__Action item__.
Would you output all the entries below without altering a word?

__Extracted data__.

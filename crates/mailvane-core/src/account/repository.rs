//! Account storage repository.

use sqlx::Row;
use sqlx::sqlite::{SqlitePool, SqlitePoolOptions};
use tracing::warn;
use uuid::Uuid;

use super::credentials;
use super::model::{Account, AccountId, Security};
use crate::Result;

/// Repository for account storage and retrieval.
pub struct AccountRepository {
    pool: SqlitePool,
}

impl AccountRepository {
    /// Create a new repository with the given database path.
    ///
    /// Creates the database and tables if they don't exist.
    ///
    /// # Errors
    ///
    /// Returns an error if the database connection fails or schema creation fails.
    pub async fn new(database_path: &str) -> Result<Self> {
        let url = format!("sqlite:{database_path}?mode=rwc");
        let pool = SqlitePoolOptions::new()
            .max_connections(5)
            .connect(&url)
            .await?;

        let repo = Self { pool };
        repo.initialize().await?;
        Ok(repo)
    }

    /// Create an in-memory repository for testing.
    ///
    /// # Errors
    ///
    /// Returns an error if the database connection fails or schema creation fails.
    pub async fn in_memory() -> Result<Self> {
        let pool = SqlitePoolOptions::new()
            .max_connections(1)
            .connect("sqlite::memory:")
            .await?;

        let repo = Self { pool };
        repo.initialize().await?;
        Ok(repo)
    }

    /// Initialize database schema.
    async fn initialize(&self) -> Result<()> {
        sqlx::query(
            r"
            CREATE TABLE IF NOT EXISTS accounts (
                id TEXT PRIMARY KEY,
                name TEXT NOT NULL DEFAULT '',
                email TEXT NOT NULL UNIQUE,
                host TEXT NOT NULL,
                port INTEGER NOT NULL,
                security TEXT NOT NULL,
                username TEXT NOT NULL,
                created_at TEXT NOT NULL DEFAULT CURRENT_TIMESTAMP,
                updated_at TEXT NOT NULL DEFAULT CURRENT_TIMESTAMP
            )
            ",
        )
        .execute(&self.pool)
        .await?;

        Ok(())
    }

    /// Get all accounts, ordered by display name then email.
    ///
    /// # Errors
    ///
    /// Returns an error if the database query fails.
    pub async fn list(&self) -> Result<Vec<Account>> {
        let rows = sqlx::query(
            r"
            SELECT id, name, email, host, port, security, username
            FROM accounts
            ORDER BY name ASC, email ASC
            ",
        )
        .fetch_all(&self.pool)
        .await?;

        let accounts = rows.iter().filter_map(row_to_account).collect();
        Ok(accounts)
    }

    /// Get account by ID.
    ///
    /// # Errors
    ///
    /// Returns an error if the database query fails.
    pub async fn get(&self, id: AccountId) -> Result<Option<Account>> {
        let row = sqlx::query(
            r"
            SELECT id, name, email, host, port, security, username
            FROM accounts
            WHERE id = ?
            ",
        )
        .bind(id.0.to_string())
        .fetch_optional(&self.pool)
        .await?;

        Ok(row.as_ref().and_then(row_to_account))
    }

    /// Save an account (insert or update).
    ///
    /// Passwords are not part of the record; store them with
    /// [`credentials::store_password`].
    ///
    /// # Errors
    ///
    /// Returns an error if the database query fails.
    pub async fn save(&self, account: &Account) -> Result<()> {
        sqlx::query(
            r"
            INSERT INTO accounts (id, name, email, host, port, security, username)
            VALUES (?, ?, ?, ?, ?, ?, ?)
            ON CONFLICT(id) DO UPDATE SET
                name = excluded.name,
                email = excluded.email,
                host = excluded.host,
                port = excluded.port,
                security = excluded.security,
                username = excluded.username,
                updated_at = CURRENT_TIMESTAMP
            ",
        )
        .bind(account.id.0.to_string())
        .bind(&account.name)
        .bind(&account.email)
        .bind(&account.host)
        .bind(i64::from(account.port))
        .bind(security_to_string(account.security))
        .bind(&account.username)
        .execute(&self.pool)
        .await?;

        Ok(())
    }

    /// Delete an account.
    ///
    /// Also removes the account's password from the system keyring; a
    /// failed keyring cleanup is logged, not fatal.
    ///
    /// # Errors
    ///
    /// Returns an error if the database query fails.
    pub async fn delete(&self, id: AccountId) -> Result<()> {
        sqlx::query("DELETE FROM accounts WHERE id = ?")
            .bind(id.0.to_string())
            .execute(&self.pool)
            .await?;

        if let Err(e) = credentials::delete_password(id) {
            warn!("Failed to delete password from keyring: {e}");
        }

        Ok(())
    }
}

/// Convert a database row to an Account.
///
/// Rows with an unparsable id are dropped.
#[allow(clippy::cast_possible_truncation, clippy::cast_sign_loss)]
fn row_to_account(row: &sqlx::sqlite::SqliteRow) -> Option<Account> {
    let id_text: String = row.get("id");
    let id = match Uuid::parse_str(&id_text) {
        Ok(uuid) => AccountId(uuid),
        Err(e) => {
            warn!("Skipping account row with invalid id {id_text:?}: {e}");
            return None;
        }
    };

    Some(Account {
        id,
        name: row.get("name"),
        email: row.get("email"),
        host: row.get("host"),
        port: row.get::<i64, _>("port") as u16,
        security: string_to_security(row.get("security")),
        username: row.get("username"),
    })
}

const fn security_to_string(security: Security) -> &'static str {
    match security {
        Security::None => "none",
        Security::Tls => "tls",
        Security::StartTls => "starttls",
    }
}

fn string_to_security(s: &str) -> Security {
    match s {
        "none" => Security::None,
        "starttls" => Security::StartTls,
        _ => Security::Tls,
    }
}

#[cfg(test)]
#[allow(
    clippy::unwrap_used,
    clippy::redundant_clone,
    clippy::manual_string_new,
    clippy::unreadable_literal,
    clippy::similar_names
)]
mod tests {
    use super::*;

    #[tokio::test]
    async fn test_create_and_retrieve_account() {
        let repo = AccountRepository::in_memory().await.unwrap();

        let account = Account::new("test@example.com", "imap.example.com");
        repo.save(&account).await.unwrap();

        let retrieved = repo.get(account.id).await.unwrap();
        assert_eq!(retrieved, Some(account));
    }

    #[tokio::test]
    async fn test_get_unknown_is_none() {
        let repo = AccountRepository::in_memory().await.unwrap();
        let retrieved = repo.get(AccountId::new()).await.unwrap();
        assert_eq!(retrieved, None);
    }

    #[tokio::test]
    async fn test_save_is_upsert() {
        let repo = AccountRepository::in_memory().await.unwrap();

        let mut account = Account::new("test@example.com", "imap.example.com");
        repo.save(&account).await.unwrap();

        account.name = "Work".to_string();
        account.port = 1143;
        account.security = Security::None;
        repo.save(&account).await.unwrap();

        let accounts = repo.list().await.unwrap();
        assert_eq!(accounts.len(), 1);
        assert_eq!(accounts[0].name, "Work");
        assert_eq!(accounts[0].port, 1143);
        assert_eq!(accounts[0].security, Security::None);
    }

    #[tokio::test]
    async fn test_list_orders_by_name_then_email() {
        let repo = AccountRepository::in_memory().await.unwrap();

        let mut beta = Account::new("beta@example.com", "imap.example.com");
        beta.name = "Beta".to_string();
        let mut alpha = Account::new("alpha@example.com", "imap.example.com");
        alpha.name = "Alpha".to_string();

        repo.save(&beta).await.unwrap();
        repo.save(&alpha).await.unwrap();

        let accounts = repo.list().await.unwrap();
        assert_eq!(accounts.len(), 2);
        assert_eq!(accounts[0].name, "Alpha");
        assert_eq!(accounts[1].name, "Beta");
    }

    #[tokio::test]
    async fn test_delete_account() {
        let repo = AccountRepository::in_memory().await.unwrap();

        let account = Account::new("test@example.com", "imap.example.com");
        repo.save(&account).await.unwrap();
        repo.delete(account.id).await.unwrap();

        assert_eq!(repo.get(account.id).await.unwrap(), None);
    }

    #[test]
    fn test_security_string_round_trip() {
        for security in [Security::None, Security::Tls, Security::StartTls] {
            assert_eq!(string_to_security(security_to_string(security)), security);
        }
        assert_eq!(string_to_security("garbage"), Security::Tls);
    }
}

__Answer for the task__.
filename crates/mailvane-core/src/account/repository.rs
//! Account storage repository.

use sqlx::Row;
use sqlx::sqlite::{SqlitePool, SqlitePoolOptions};
use tracing::warn;
use uuid::Uuid;

use super::credentials;
use super::model::{Account, AccountId, Security};
use crate::Result;

/// Repository for account storage and retrieval.
pub struct AccountRepository {
    pool: SqlitePool,
}

impl AccountRepository {
    /// Create a new repository with the given database path.
    ///
    /// Creates the database and tables if they don't exist.
    ///
    /// # Errors
    ///
    /// Returns an error if the database connection fails or schema creation fails.
    pub async fn new(database_path: &str) -> Result<Self> {
        let url = format!("sqlite:{database_path}?mode=rwc");
        let pool = SqlitePoolOptions::new()
            .max_connections(5)
            .connect(&url)
            .await?;

        let repo = Self { pool };
        repo.initialize().await?;
        Ok(repo)
    }

    /// Create an in-memory repository for testing.
    ///
    /// # Errors
    ///
    /// Returns an error if the database connection fails or schema creation fails.
    pub async fn in_memory() -> Result<Self> {
        let pool = SqlitePoolOptions::new()
            .max_connections(1)
            .connect("sqlite::memory:")
            .await?;

        let repo = Self { pool };
        repo.initialize().await?;
        Ok(repo)
    }

    /// Initialize database schema.
    async fn initialize(&self) -> Result<()> {
        sqlx::query(
            r"
            CREATE TABLE IF NOT EXISTS accounts (
                id TEXT PRIMARY KEY,
                name TEXT NOT NULL DEFAULT '',
                email TEXT NOT NULL UNIQUE,
                host TEXT NOT NULL,
                port INTEGER NOT NULL,
                security TEXT NOT NULL,
                username TEXT NOT NULL,
                created_at TEXT NOT NULL DEFAULT CURRENT_TIMESTAMP,
                updated_at TEXT NOT NULL DEFAULT CURRENT_TIMESTAMP
            )
            ",
        )
        .execute(&self.pool)
        .await?;

        Ok(())
    }

    /// Get all accounts, ordered by display name then email.
    ///
    /// # Errors
    ///
    /// Returns an error if the database query fails.
    pub async fn list(&self) -> Result<Vec<Account>> {
        let rows = sqlx::query(
            r"
            SELECT id, name, email, host, port, security, username
            FROM accounts
            ORDER BY name ASC, email ASC
            ",
        )
        .fetch_all(&self.pool)
        .await?;

        let accounts = rows.iter().filter_map(row_to_account).collect();
        Ok(accounts)
    }

    /// Get account by ID.
    ///
    /// # Errors
    ///
    /// Returns an error if the database query fails.
    pub async fn get(&self, id: AccountId) -> Result<Option<Account>> {
        let row = sqlx::query(
            r"
            SELECT id, name, email, host, port, security, username
            FROM accounts
            WHERE id = ?
            ",
        )
        .bind(id.0.to_string())
        .fetch_optional(&self.pool)
        .await?;

        Ok(row.as_ref().and_then(row_to_account))
    }

    /// Save an account (insert or update).
    ///
    /// Passwords are not part of the record; store them with
    /// [`credentials::store_password`].
    ///
    /// # Errors
    ///
    /// Returns an error if the database query fails.
    pub async fn save(&self, account: &Account) -> Result<()> {
        sqlx::query(
            r"
            INSERT INTO accounts (id, name, email, host, port, security, username)
            VALUES (?, ?, ?, ?, ?, ?, ?)
            ON CONFLICT(id) DO UPDATE SET
                name = excluded.name,
                email = excluded.email,
                host = excluded.host,
                port = excluded.port,
                security = excluded.security,
                username = excluded.username,
                updated_at = CURRENT_TIMESTAMP
            ",
        )
        .bind(account.id.0.to_string())
        .bind(&account.name)
        .bind(&account.email)
        .bind(&account.host)
        .bind(i64::from(account.port))
        .bind(security_to_string(account.security))
        .bind(&account.username)
        .execute(&self.pool)
        .await?;

        Ok(())
    }

    /// Delete an account.
    ///
    /// Also removes the account's password from the system keyring; a
    /// failed keyring cleanup is logged, not fatal.
    ///
    /// # Errors
    ///
    /// Returns an error if the database query fails.
    pub async fn delete(&self, id: AccountId) -> Result<()> {
        sqlx::query("DELETE FROM accounts WHERE id = ?")
            .bind(id.0.to_string())
            .execute(&self.pool)
            .await?;

        if let Err(e) = credentials::delete_password(id) {
            warn!("Failed to delete password from keyring: {e}");
        }

        Ok(())
    }
}

/// Convert a database row to an Account.
///
/// Rows with an unparsable id are dropped.
#[allow(clippy::cast_possible_truncation, clippy::cast_sign_loss)]
fn row_to_account(row: &sqlx::sqlite::SqliteRow) -> Option<Account> {
    let id_text: String = row.get("id");
    let id = match Uuid::parse_str(&id_text) {
        Ok(uuid) => AccountId(uuid),
        Err(e) => {
            warn!("Skipping account row with invalid id {id_text:?}: {e}");
            return None;
        }
    };

    Some(Account {
        id,
        name: row.get("name"),
        email: row.get("email"),
        host: row.get("host"),
        port: row.get::<i64, _>("port") as u16,
        security: string_to_security(row.get("security")),
        username: row.get("username"),
    })
}

const fn security_to_string(security: Security) -> &'static str {
    match security {
        Security::None => "none",
        Security::Tls => "tls",
        Security::StartTls => "starttls",
    }
}

fn string_to_security(s: &str) -> Security {
    match s {
        "none" => Security::None,
        "starttls" => Security::StartTls,
        _ => Security::Tls,
    }
}

#[cfg(test)]
#[allow(
    clippy::unwrap_used,
    clippy::redundant_clone,
    clippy::manual_string_new,
    clippy::unreadable_literal,
    clippy::similar_names
)]
mod tests {
    use super::*;

    #[tokio::test]
    async fn test_create_and_retrieve_account() {
        let repo = AccountRepository::in_memory().await.unwrap();

        let account = Account::new("test@example.com", "imap.example.com");
        repo.save(&account).await.unwrap();

        let retrieved = repo.get(account.id).await.unwrap();
        assert_eq!(retrieved, Some(account));
    }

    #[tokio::test]
    async fn test_get_unknown_is_none() {
        let repo = AccountRepository::in_memory().await.unwrap();
        let retrieved = repo.get(AccountId::new()).await.unwrap();
        assert_eq!(retrieved, None);
    }

    #[tokio::test]
    async fn test_save_is_upsert() {
        let repo = AccountRepository::in_memory().await.unwrap();

        let mut account = Account::new("test@example.com", "imap.example.com");
        repo.save(&account).await.unwrap();

        account.name = "Work".to_string();
        account.port = 1143;
        account.security = Security::None;
        repo.save(&account).await.unwrap();

        let accounts = repo.list().await.unwrap();
        assert_eq!(accounts.len(), 1);
        assert_eq!(accounts[0].name, "Work");
        assert_eq!(accounts[0].port, 1143);
        assert_eq!(accounts[0].security, Security::None);
    }

    #[tokio::test]
    async fn test_list_orders_by_name_then_email() {
        let repo = AccountRepository::in_memory().await.unwrap();

        let mut beta = Account::new("beta@example.com", "imap.example.com");
        beta.name = "Beta".to_string();
        let mut alpha = Account::new("alpha@example.com", "imap.example.com");
        alpha.name = "Alpha".to_string();

        repo.save(&beta).await.unwrap();
        repo.save(&alpha).await.unwrap();

        let accounts = repo.list().await.unwrap();
        assert_eq!(accounts.len(), 2);
        assert_eq!(accounts[0].name, "Alpha");
        assert_eq!(accounts[1].name, "Beta");
    }

    #[tokio::test]
    async fn test_delete_account() {
        let repo = AccountRepository::in_memory().await.unwrap();

        let account = Account::new("test@example.com", "imap.example.com");
        repo.save(&account).await.unwrap();
        repo.delete(account.id).await.unwrap();

        assert_eq!(repo.get(account.id).await.unwrap(), None);
    }

    #[test]
    fn test_security_string_round_trip() {
        for security in [Security::None, Security::Tls, Security::StartTls] {
            assert_eq!(string_to_security(security_to_string(security)), security);
        }
        assert_eq!(string_to_security("garbage"), Security::Tls);
    }
}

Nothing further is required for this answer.